The Annals of Applied Statistics | 2010
Paul S. Albert; Joanna H. Shih
In many medical studies, patients are followed longitudinally and interest is on assessing the relationship between longitudinal measurements and time to an event. Recently, various authors have proposed joint modeling approaches for longitudinal and time-to-event data for a single longitudinal variable. These joint modeling approaches become intractable with even a few longitudinal variables. In this paper we propose a regression calibration approach for jointly modeling multiple longitudinal measurements and discrete time-to-event data.

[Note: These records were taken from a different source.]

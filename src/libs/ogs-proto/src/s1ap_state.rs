//! S1AP task records
//!
//! Field tags are the stored wire format and must not be renumbered. Maps
//! are ordered so that encoding the same state twice yields identical bytes.

use std::collections::BTreeMap;

#[derive(Clone, PartialEq, ::prost::Message)]
pub struct Timer {
    #[prost(uint64, tag = "1")]
    pub id: u64,
    #[prost(uint32, tag = "2")]
    pub msec: u32,
}

#[derive(Clone, PartialEq, ::prost::Message)]
pub struct SupportedTaiItems {
    #[prost(uint32, tag = "1")]
    pub tac: u32,
    #[prost(uint32, tag = "2")]
    pub bplmnlist_count: u32,
    /// 3-octet TBCD PLMN identities
    #[prost(bytes = "vec", repeated, tag = "3")]
    pub bplmns: Vec<Vec<u8>>,
}

#[derive(Clone, PartialEq, ::prost::Message)]
pub struct SupportedTaList {
    #[prost(uint32, tag = "1")]
    pub list_count: u32,
    #[prost(message, repeated, tag = "2")]
    pub supported_tai_items: Vec<SupportedTaiItems>,
}

#[derive(Clone, Copy, Debug, PartialEq, Eq, Hash, PartialOrd, Ord, ::prost::Enumeration)]
#[repr(i32)]
pub enum EnbS1State {
    S1apInit = 0,
    S1apReseting = 1,
    S1apReady = 2,
    S1apShutdown = 3,
}

#[derive(Clone, PartialEq, ::prost::Message)]
pub struct EnbDescription {
    #[prost(uint32, tag = "1")]
    pub enb_id: u32,
    #[prost(enumeration = "EnbS1State", tag = "2")]
    pub s1_state: i32,
    #[prost(string, tag = "3")]
    pub enb_name: String,
    #[prost(uint32, tag = "4")]
    pub default_paging_drx: u32,
    #[prost(uint32, tag = "5")]
    pub nb_ue_associated: u32,
    #[prost(uint32, tag = "6")]
    pub sctp_assoc_id: u32,
    #[prost(uint32, tag = "7")]
    pub next_sctp_stream: u32,
    #[prost(uint32, tag = "8")]
    pub instreams: u32,
    #[prost(uint32, tag = "9")]
    pub outstreams: u32,
    #[prost(bytes = "vec", tag = "10")]
    pub ran_cp_ipaddr: Vec<u8>,
    #[prost(uint32, tag = "11")]
    pub ran_cp_ipaddr_sz: u32,
    #[prost(message, optional, tag = "12")]
    pub supported_ta_list: Option<SupportedTaList>,
    /// Composite S1AP ids of the UEs served by this eNB
    #[prost(uint64, repeated, tag = "13")]
    pub ue_ids: Vec<u64>,
}

#[derive(Clone, Copy, Debug, PartialEq, Eq, Hash, PartialOrd, Ord, ::prost::Enumeration)]
#[repr(i32)]
pub enum UeS1State {
    S1apUeInvalidState = 0,
    S1apUeWaitingCsr = 1,
    S1apUeHandover = 2,
    S1apUeConnected = 3,
    S1apUeWaitingCrr = 4,
}

#[derive(Clone, PartialEq, ::prost::Message)]
pub struct S1apHandoverState {
    #[prost(uint32, tag = "1")]
    pub mme_ue_s1ap_id: u32,
    #[prost(uint32, tag = "2")]
    pub source_enb_id: u32,
    #[prost(uint32, tag = "3")]
    pub target_enb_id: u32,
    #[prost(uint32, tag = "4")]
    pub target_enb_ue_s1ap_id: u32,
    #[prost(uint32, tag = "5")]
    pub target_sctp_stream_recv: u32,
    #[prost(uint32, tag = "6")]
    pub target_sctp_stream_send: u32,
    #[prost(uint32, tag = "7")]
    pub source_enb_ue_s1ap_id: u32,
    #[prost(uint32, tag = "8")]
    pub source_sctp_stream_recv: u32,
    #[prost(uint32, tag = "9")]
    pub source_sctp_stream_send: u32,
}

#[derive(Clone, PartialEq, ::prost::Message)]
pub struct UeDescription {
    #[prost(enumeration = "UeS1State", tag = "1")]
    pub s1_ue_state: i32,
    #[prost(uint32, tag = "2")]
    pub enb_ue_s1ap_id: u32,
    #[prost(uint32, tag = "3")]
    pub mme_ue_s1ap_id: u32,
    #[prost(uint32, tag = "4")]
    pub sctp_assoc_id: u32,
    #[prost(uint32, tag = "5")]
    pub sctp_stream_recv: u32,
    #[prost(uint32, tag = "6")]
    pub sctp_stream_send: u32,
    #[prost(message, optional, tag = "7")]
    pub s1ap_ue_context_rel_timer: Option<Timer>,
    #[prost(message, optional, tag = "8")]
    pub s1ap_handover_state: Option<S1apHandoverState>,
    #[prost(uint64, tag = "9")]
    pub comp_s1ap_id: u64,
}

#[derive(Clone, PartialEq, ::prost::Message)]
pub struct S1apState {
    #[prost(btree_map = "uint32, message", tag = "1")]
    pub enbs: BTreeMap<u32, EnbDescription>,
    #[prost(btree_map = "uint32, uint32", tag = "2")]
    pub mmeid2associd: BTreeMap<u32, u32>,
    #[prost(uint32, tag = "3")]
    pub num_enbs: u32,
    #[prost(btree_map = "uint64, message", tag = "4")]
    pub ues: BTreeMap<u64, UeDescription>,
}

#[derive(Clone, PartialEq, ::prost::Message)]
pub struct S1apImsiMap {
    #[prost(btree_map = "uint32, uint64", tag = "1")]
    pub mme_ue_id_imsi_map: BTreeMap<u32, u64>,
}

Ideally, a two-stage modeling approach could be applied in which the multiple longitudinal measurements are modeled in the first stage and the longitudinal model is related to the time-to-event data in the second stage. Biased parameter estimation due to informative dropout makes this direct two-stage modeling approach problematic. We propose a regression calibration approach which appropriately accounts for informative dropout. We approximate the conditional distribution of the multiple longitudinal measurements given the event time by modeling all pairwise combinations of the longitudinal measurements using a bivariate linear mixed model which conditions on the event time. Complete data are then simulated based on estimates from these pairwise conditional models, and regression calibration is used to estimate the relationship between longitudinal data and time-to-event data using the complete data. We show that this approach performs well in estimating the relationship between multivariate longitudinal measurements and the time-to-event data and in estimating the parameters of the multiple longitudinal process subject to informative dropout. We illustrate this methodology with simulations and with an analysis of primary biliary cirrhosis (PBC) data.